Comme dans la nature, pour les arbres et les plantes, il y a dans l’âme humaine des floraisons soudaines, après des jours de travail mystérieux et invisible : tout à coup elle a des aperçus lumineux, elle comprend, elle se rend compte que chaque heure de chaque jour la prépare à l’imprévu, la seule chose certaine de nos vies changeantes.

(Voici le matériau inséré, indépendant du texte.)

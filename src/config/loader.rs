// src/config/loader.rs

use std::fs;
use std::path::Path;

use tracing::info;

use crate::config::model::{HostConfig, Project, RawHostConfig};
use crate::config::validate::validate_projects;
use crate::errors::{HarborError, Result};
use crate::fs::FileSystem;

/// Name of the project list inside the workspace root.
pub const PROJECTS_FILE: &str = "data.json";

/// Load a host configuration file and return the raw `RawHostConfig`.
///
/// This only performs TOML deserialization; use [`load_and_validate`] for
/// the checked version.
pub fn load_host_config(path: impl AsRef<Path>) -> Result<RawHostConfig> {
    let path = path.as_ref();
    let contents = fs::read_to_string(path).map_err(|e| {
        HarborError::ConfigError(format!("could not read {}: {e}", path.display()))
    })?;

    let config: RawHostConfig = toml::from_str(&contents)?;

    Ok(config)
}

/// Load the host configuration from `path` and validate it.
pub fn load_and_validate(path: impl AsRef<Path>) -> Result<HostConfig> {
    let raw = load_host_config(path)?;
    HostConfig::try_from(raw)
}

/// Make sure the workspace root exists.
pub fn prepare_workspace(fs: &dyn FileSystem, cfg: &HostConfig) -> Result<()> {
    if !fs.is_dir(&cfg.workspace) {
        info!(workspace = %cfg.workspace.display(), "creating workspace folder");
        fs.create_dir_all(&cfg.workspace)?;
    }
    Ok(())
}

/// Read `<workspace>/data.json` (writing `[]` there if it is missing) and
/// validate the project list.
pub fn load_projects(fs: &dyn FileSystem, workspace: &Path) -> Result<Vec<Project>> {
    let path = workspace.join(PROJECTS_FILE);
    let json = fs.read_or_write_default(&path, "[]")?;
    let projects: Vec<Project> = serde_json::from_str(&json)?;
    validate_projects(&projects)?;
    Ok(projects)
}

/// Read the bcrypt hash the gateway authenticates against.
pub fn load_password_hash(fs: &dyn FileSystem, cfg: &HostConfig) -> Result<String> {
    if !fs.exists(&cfg.password_hash) {
        return Err(HarborError::ConfigError(format!(
            "no password hash at {}; create one with `harbormaster --hash-password > {}`",
            cfg.password_hash.display(),
            cfg.password_hash.display()
        )));
    }
    let hash = fs.read_to_string(&cfg.password_hash).map_err(|e| {
        HarborError::ConfigError(format!(
            "could not read password hash {}: {e}; create it with --hash-password",
            cfg.password_hash.display()
        ))
    })?;
    let hash = hash.trim();
    if hash.is_empty() {
        return Err(HarborError::ConfigError(format!(
            "password hash file {} is empty",
            cfg.password_hash.display()
        )));
    }
    Ok(hash.to_string())
}
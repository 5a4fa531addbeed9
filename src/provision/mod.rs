// src/provision/mod.rs

//! Preparing a project's working copy: clone or update, then install and
//! build.
//!
//! The pipeline itself lives in [`pipeline`]; this module holds its error
//! taxonomy and progress stages.

pub mod pipeline;

use std::fmt;

use thiserror::Error;

use crate::exec::{ExecError, ExitOutcome};

pub use pipeline::{Provisioner, UP_TO_DATE_MARKER};

/// Progress signal emitted as the pipeline enters each stage.
#[derive(Debug, Clone, Copy, PartialEq, Eq)]
pub enum Stage {
    Updating,
    Cloning,
    Installing,
    Building,
}

impl fmt::Display for Stage {
    fn fmt(&self, f: &mut fmt::Formatter<'_>) -> fmt::Result {
        f.write_str(match self {
            Stage::Updating => "updating...",
            Stage::Cloning => "cloning...",
            Stage::Installing => "installing...",
            Stage::Building => "building...",
        })
    }
}

/// Why one pipeline step did not succeed.
#[derive(Debug)]
pub enum StepFailure {
    /// The command could not be spawned.
    NotExecuted(ExecError),
    /// The command ran and exited unsuccessfully.
    Exited(ExitOutcome),
}

impl fmt::Display for StepFailure {
    fn fmt(&self, f: &mut fmt::Formatter<'_>) -> fmt::Result {
        match self {
            StepFailure::NotExecuted(err) => write!(f, "could not execute ({err})"),
            StepFailure::Exited(outcome) => write!(f, "{} {}", outcome.reason, outcome.last_line),
        }
    }
}

#[derive(Error, Debug)]
pub enum ProvisionError {
    /// `git pull` could not even be spawned.
    #[error("git pull err: could not execute ({0})")]
    Execution(#[source] ExecError),

    #[error("git clone err: {0}")]
    Clone(StepFailure),

    #[error("install err: {0}")]
    Install(StepFailure),

    #[error("build err: {0}")]
    Build(StepFailure),
}

#[cfg(test)]
mod tests {
    use super::*;
    use crate::exec::ExitReason;

    #[test]
    fn errors_render_code_and_output() {
        let err = ProvisionError::Install(StepFailure::Exited(ExitOutcome {
            reason: ExitReason::Code(1),
            last_line: "npm ERR! missing script: build".to_string(),
        }));
        assert_eq!(err.to_string(), "install err: 1 npm ERR! missing script: build");

        let err = ProvisionError::Clone(StepFailure::Exited(ExitOutcome {
            reason: ExitReason::Signal("SIGKILL".to_string()),
            last_line: String::new(),
        }));
        assert_eq!(err.to_string(), "git clone err: SIGKILL ");
    }
}
// src/gateway/protocol.rs

//! Control-plane wire format.
//!
//! Client → server frames are JSON text in exactly one of two shapes:
//!
//! ```json
//! {"type": "auth", "pw": "<plaintext>"}
//! {"type": "start" | "stop" | "restart" | "eradicate" | "kill", "which": "<project>"}
//! ```
//!
//! Server → client frames are a JSON array of reports right after a
//! successful auth, then single report objects.

use serde::Deserialize;
use thiserror::Error;

use crate::types::Report;

/// Lifecycle operations a client may request.
#[derive(Debug, Clone, Copy, PartialEq, Eq, Deserialize)]
#[serde(rename_all = "lowercase")]
pub enum Action {
    Start,
    Stop,
    Restart,
    Eradicate,
    Kill,
}

#[derive(Debug, Clone, PartialEq, Eq)]
pub enum ClientMessage {
    Auth { password: String },
    Action { action: Action, which: String },
}

/// Anything that makes the gateway drop a connection on the spot.
#[derive(Error, Debug, PartialEq, Eq)]
pub enum ProtocolViolation {
    #[error("malformed message: {0}")]
    Malformed(String),

    #[error("action sent before authentication")]
    NotAuthenticated,

    #[error("auth sent on an authenticated session")]
    AlreadyAuthenticated,

    #[error("unknown project '{0}'")]
    UnknownProject(String),
}

#[derive(Deserialize)]
#[serde(rename_all = "lowercase")]
enum AuthTag {
    Auth,
}

#[derive(Deserialize)]
#[serde(untagged)]
enum Wire {
    Auth {
        #[serde(rename = "type")]
        _tag: AuthTag,
        pw: String,
    },
    Action {
        #[serde(rename = "type")]
        action: Action,
        which: String,
    },
}

/// Parse one text frame.
pub fn decode(text: &str) -> Result<ClientMessage, ProtocolViolation> {
    let wire: Wire =
        serde_json::from_str(text).map_err(|e| ProtocolViolation::Malformed(e.to_string()))?;
    Ok(match wire {
        Wire::Auth { pw, .. } => ClientMessage::Auth { password: pw },
        Wire::Action { action, which } => ClientMessage::Action { action, which },
    })
}

pub fn encode_report(report: &Report) -> serde_json::Result<String> {
    serde_json::to_string(report)
}

pub fn encode_snapshot(reports: &[Report]) -> serde_json::Result<String> {
    serde_json::to_string(reports)
}
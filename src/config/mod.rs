// src/config/mod.rs

//! Host configuration (TOML) and the project list (JSON).
//!
//! - [`model`] holds the serde types.
//! - [`loader`] reads them from disk (through [`crate::fs::FileSystem`] for
//!   everything that lives in the workspace).
//! - [`validate`] performs the semantic checks.

pub mod loader;
pub mod model;
pub mod validate;

pub use loader::{
    PROJECTS_FILE, load_and_validate, load_host_config, load_password_hash, load_projects,
    prepare_workspace,
};
pub use model::{HostConfig, Project, ProxyRule, RawHostConfig, TlsConfig};
pub use validate::validate_projects;
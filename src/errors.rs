// src/errors.rs

//! Crate-wide error aliases and helpers.

use thiserror::Error;

#[derive(Error, Debug)]
pub enum HarborError {
    #[error("Configuration error: {0}")]
    ConfigError(String),

    #[error("JSON parsing error: {0}")]
    JsonError(#[from] serde_json::Error),

    #[error("TOML parsing error: {0}")]
    TomlError(#[from] toml::de::Error),

    #[error(transparent)]
    Other(#[from] anyhow::Error),
}

pub type Result<T> = std::result::Result<T, HarborError>;
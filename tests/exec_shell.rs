// tests/exec_shell.rs

#![cfg(unix)]

mod common;
use crate::common::{init_tracing, with_timeout};

use std::collections::BTreeMap;
use std::error::Error;

use harbormaster::exec::{
    CommandSpec, ExecError, ExitReason, Severity, ShellRunner, run_to_end, spawn_shell,
};

type TestResult = Result<(), Box<dyn Error>>;

fn spec(cmd: &str) -> CommandSpec {
    CommandSpec::new(cmd, std::env::temp_dir(), "test")
}

#[tokio::test]
async fn reports_exit_code_and_last_line() -> TestResult {
    init_tracing();
    let outcome = with_timeout(run_to_end(&ShellRunner, spec("printf 'one\\ntwo\\n\\n'; exit 3"))).await?;
    assert_eq!(outcome.reason, ExitReason::Code(3));
    assert_eq!(outcome.last_line, "two");

    let outcome = with_timeout(run_to_end(&ShellRunner, spec("echo oops >&2; exit 1"))).await?;
    assert_eq!(outcome.reason, ExitReason::Code(1));
    assert_eq!(outcome.last_line, "oops");
    Ok(())
}

#[tokio::test]
async fn invalid_utf8_output_keeps_draining() -> TestResult {
    init_tracing();
    let cmd = "printf 'bad \\377 byte\\n'; sleep 0.3; for i in 0 1 2; do echo after$i; done; exit 0";
    let outcome = with_timeout(run_to_end(&ShellRunner, spec(cmd))).await?;
    assert_eq!(outcome.reason, ExitReason::Code(0));
    assert_eq!(outcome.last_line, "after2");

    let outcome = with_timeout(run_to_end(&ShellRunner, spec("printf 'caf\\351\\r\\n'"))).await?;
    assert_eq!(outcome.last_line, "caf\u{FFFD}");
    Ok(())
}

#[tokio::test]
async fn env_overrides_reach_the_command() -> TestResult {
    init_tracing();
    let mut env = BTreeMap::new();
    env.insert("GREETING".to_string(), "ahoy".to_string());
    let outcome =
        with_timeout(run_to_end(&ShellRunner, spec("echo \"$GREETING\"").with_env(&env))).await?;
    assert!(outcome.reason.success());
    assert_eq!(outcome.last_line, "ahoy");
    Ok(())
}

#[tokio::test]
async fn missing_cwd_is_a_spawn_error() {
    init_tracing();
    let spec = CommandSpec::new("true", "/definitely/not/here", "test");
    assert!(matches!(spawn_shell(spec), Err(ExecError::Spawn { .. })));
}

#[tokio::test]
async fn stdin_lines_are_delivered() -> TestResult {
    init_tracing();
    let mut running = spawn_shell(spec("read line; echo \"got $line\""))?;
    running.control.write_line("ping")?;
    let outcome = with_timeout(running.wait()).await;
    assert_eq!(outcome.reason, ExitReason::Code(0));
    assert_eq!(outcome.last_line, "got ping");
    Ok(())
}

#[tokio::test]
async fn graceful_terminate_ends_with_sigterm() -> TestResult {
    init_tracing();
    let mut running = spawn_shell(spec("echo ready; sleep 30"))?;
    tokio::time::sleep(std::time::Duration::from_millis(100)).await;
    running.control.terminate(Severity::Graceful)?;
    let outcome = with_timeout(running.wait()).await;
    assert_eq!(outcome.reason, ExitReason::Signal("SIGTERM".into()));
    assert_eq!(outcome.last_line, "ready");
    Ok(())
}

#[tokio::test]
async fn forced_terminate_takes_down_background_children() -> TestResult {
    init_tracing();
    // The background sleep keeps stdout open; completion only resolves once
    // it is gone too.
    let mut running = spawn_shell(spec("sleep 30 & sleep 30"))?;
    tokio::time::sleep(std::time::Duration::from_millis(100)).await;
    running.control.terminate(Severity::Forced)?;
    let outcome = with_timeout(running.wait()).await;
    assert_eq!(outcome.reason, ExitReason::Signal("SIGKILL".into()));
    Ok(())
}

Ceux qui regardent pour « voir », qui écoutent pour « entendre », et qui observent pour « deviner » et « comprendre », n’ont jamais trouvé la vie monotone même s’ils ont beaucoup à se plaindre de sa dureté. Ils considèrent la nature un peu comme une personne dont ils sollicitent la sympathie et dont ils redoutent l’hostilité, et les choses sont pour eux des compagnons qui peuplent leur solitude et dont ils cherchent à pénétrer l’âme inconnue. En étudiant les hommes autour d’eux, ils peuvent les voir se dérouler, se replier, se modifier selon les circonstances, et c’est un jeu d’un intérêt suprême, l’occupation même de Dieu qui voit l’humanité suivre le plan qu’il lui a tracé ; mais pour nous il y a des surprises, et des étonnements devant les âmes dont nous pensions avoir pénétré le secret. Les âmes changent de formes comme les nuages et de nuances comme la neige que les aveugles croient être toujours blanche.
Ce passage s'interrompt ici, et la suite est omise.